Répondre aux grands mouvements de migration

Immigrant birdsLe monde entier est le témoin des défis posés par les importants flux migratoires qui se produisent actuellement. A cause de leur proximité géographique avec les pays d’origine, certaines régions se voient confrontées à des conséquences bien plus importantes. Les déplacements forcés de populations concernent en réalité tout le monde, directement ou indirectement. Mais les tout premiers concernés sont bien ceux qui, contre leur gré, sont soudainement forcés de quitter leur maison, leur travail, leurs amis et leurs habitudes pour aller risquer leur vie dans des embarcations de fortune et se retrouver finalement dans un camp de réfugiés ou dans un pays dont ils ignorent tout. Hélas, en dépit d’une réalité qui touche plus de 65 millions de personnes, un certain nombre de pays et de personnalités continuent de proclamer que la vie des autres ne les concernent pas. Cela suffit.

Une audience informelle était organisée au siège de l’ONU par le président de l’Assemblée générale des Nations Unies afin de permettre aux organisations de la société civile de contribuer, de par leurs connaissance et leur expérience de terrain, aux politiques institutionnelles relatives aux grands mouvements migratoires, au plan national et international. Dianova participait à cette audience, en même temps que plusieurs dizaines d’autres représentants de la société civile.

Nous sommes heureux et fiers de travailler dans une organisation qui, à l’exemple de Dianova Espagne, a su rapidement recentrer ses domaines d’intervention et créer deux programmes visant à accueillir et à protéger les migrants. Le centre d’accueil humanitaire de Dianova et le centre de protection internationale sont des exemples d’interventions inclusives, vouées de façon concrète à promouvoir les droits humains et à développer l’autonomie personnelle.

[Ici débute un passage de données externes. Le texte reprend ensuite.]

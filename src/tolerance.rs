//! Approximate comparison of coordinates

use crate::numeric::{Abs, Minus};

/// What an [`AbsoluteTolerance`] can compare: bare numbers, and quantities
/// of any unit
pub trait Tolerable: Copy + PartialOrd + Minus<Output = Self> + Abs<Output = Self> {}

impl<T> Tolerable for T where T: Copy + PartialOrd + Minus<Output = T> + Abs<Output = T> {}

/// Two values are equal when they differ by at most `epsilon`. Orderings are
/// strict: `a` is less than `b` only when it is below `b` by more than
/// `epsilon`
#[derive(Debug, Clone, Copy, PartialEq)]
pub struct AbsoluteTolerance<T> {
    pub epsilon: T,
}

impl<T: Tolerable> AbsoluteTolerance<T> {
    pub fn new(epsilon: T) -> Self {
        Self {
            epsilon: epsilon.abs(),
        }
    }

    #[inline]
    pub fn equals(&self, a: T, b: T) -> bool {
        a.minus(b).abs() <= self.epsilon
    }

    #[inline]
    pub fn is_zero(&self, a: T) -> bool {
        a.abs() <= self.epsilon
    }

    #[inline]
    pub fn less_than(&self, a: T, b: T) -> bool {
        a < b && !self.equals(a, b)
    }

    #[inline]
    pub fn greater_than(&self, a: T, b: T) -> bool {
        self.less_than(b, a)
    }

    #[inline]
    pub fn less_or_equal(&self, a: T, b: T) -> bool {
        a < b || self.equals(a, b)
    }

    #[inline]
    pub fn greater_or_equal(&self, a: T, b: T) -> bool {
        self.less_or_equal(b, a)
    }
}

impl Default for AbsoluteTolerance<f64> {
    fn default() -> Self {
        Self { epsilon: 1e-10 }
    }
}

impl Default for AbsoluteTolerance<f32> {
    fn default() -> Self {
        Self { epsilon: 1e-5 }
    }
}

#[cfg(test)]
mod tests {
    use super::*;
    use crate::units::{meters, Meters};
    use rstest::*;

    #[rstest]
    #[case(1.0, 1.0 + 1e-11, true)]
    #[case(1.0, 1.0 + 1e-9, false)]
    #[case(-2.0, -2.0, true)]
    fn default_f64_equality(#[case] a: f64, #[case] b: f64, #[case] expected: bool) {
        assert_eq!(AbsoluteTolerance::default().equals(a, b), expected);
    }

    #[test]
    fn strict_orderings() {
        let t = AbsoluteTolerance::new(0.1);
        assert!(t.less_than(1.0, 1.5));
        assert!(!t.less_than(1.0, 1.05));
        assert!(!t.less_than(1.5, 1.0));
        assert!(t.greater_than(1.5, 1.0));
        assert!(t.less_or_equal(1.05, 1.0));
        assert!(!t.less_or_equal(1.5, 1.0));
        assert!(t.greater_or_equal(0.95, 1.0));
        assert!(t.greater_or_equal(2.0, 1.0));
        assert!(t.is_zero(-0.05));
        assert!(!t.is_zero(0.2));
    }

    #[test]
    fn negative_epsilon_is_taken_absolutely() {
        assert_eq!(AbsoluteTolerance::new(-0.5f32).epsilon, 0.5);
    }

    #[test]
    fn quantities_compare_in_their_unit() {
        let t: AbsoluteTolerance<Meters> = AbsoluteTolerance::new(meters(0.01));
        assert!(t.equals(meters(1.0), meters(1.005)));
        assert!(t.less_than(meters(1.0), meters(1.1)));
    }
}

La voix de la société civile

"We Are All Immigrants"Les mouvements de migration actuels posent un défi commun aux différents états et exigent d’eux qu’ils trouvent les moyens d’y faire face. Par le biais des Nations Unies ou par tout autre moyen, nous demandons aux Etats de prendre en compte les principaux enjeux mis en avant par le Secrétaire général M. Ban Ki-Moon dans son important rapport sur les réfugiés et les migrants, en avril dernier. Ceci implique que ces mêmes Etats : 1.) les Etats s’engagent à traiter les causes profondes des flux de migration forcée ; 2.) qu’ils reconnaissent la responsabilité partagée des Etats et qu’ils apportent un soutien significatif et pluridimensionnel aux pays de destination ; et enfin, 3.) qu’ils placent la protection des droits humains des migrants et des réfugiés au cœur de toutes leurs politiques.

Au-delà du diagnostic et des recommandations délivrées par le Secrétaire général, il faut également souligner l’importance du rôle joué par les organisations de la société civile qui sont venues en aide aux victimes des flux actuels de migration forcée partout dans le monde.  La récente audience informelle qui s’est tenue aux Nations Unies n’a fait que mettre en évidence le fait que non seulement les gouvernements ne peuvent pas continuer à écarter la société civile de la table de discussion, mais aussi que ces mêmes organisations ont beaucoup à apporter aux discussions et aux pratiques dans ce domaine.

Pour ces raisons, nous souhaitons témoigner de l’empreinte historique laissée par la société civile au profit de la défense des droits humains des réfugiés et migrants, et présentons ci-dessous une compilation non exhaustive des observations et de recommandations faites par le groupe représentant la société civile lors de la récente audience.

  • La xénophobie généralisée de la parole publique de certains dirigeants politiques, médias et d’une partie de la population des pays de destination, met en péril la bonne coordination des mouvements importants de réfugié et migrants. Pour résoudre ce problème, il est urgent de mettre des politiques de sensibilisation en œuvre. Actions possibles : 1.) cibler les faits afin de contrer ce discours – par exemple, selon une enquête mondiale d’Amnesty International, 80% des gens accueilleraient à bras ouverts les réfugiés fuyant les conflits et les régions en guerre (données globales). 2.) Promouvoir l’empathie – encourager les interactions, en particulier avec les enfants ; raconter leurs histoires (pourquoi ils ont quitté leur pays d’origine, comment ils y vivaient, qui ils sont, qui sont leur famille) ; impliquer les leaders de votre communauté ; etc. 3.) Changer le discours officiel en soulignant les aspects positifs de l’immigration – les importants flux migratoires ne représentent pas seulement un problème ou un défi à relever, ce sont aussi des opportunités car les réfugiés et les migrants contribuent au développement des pays et des communautés.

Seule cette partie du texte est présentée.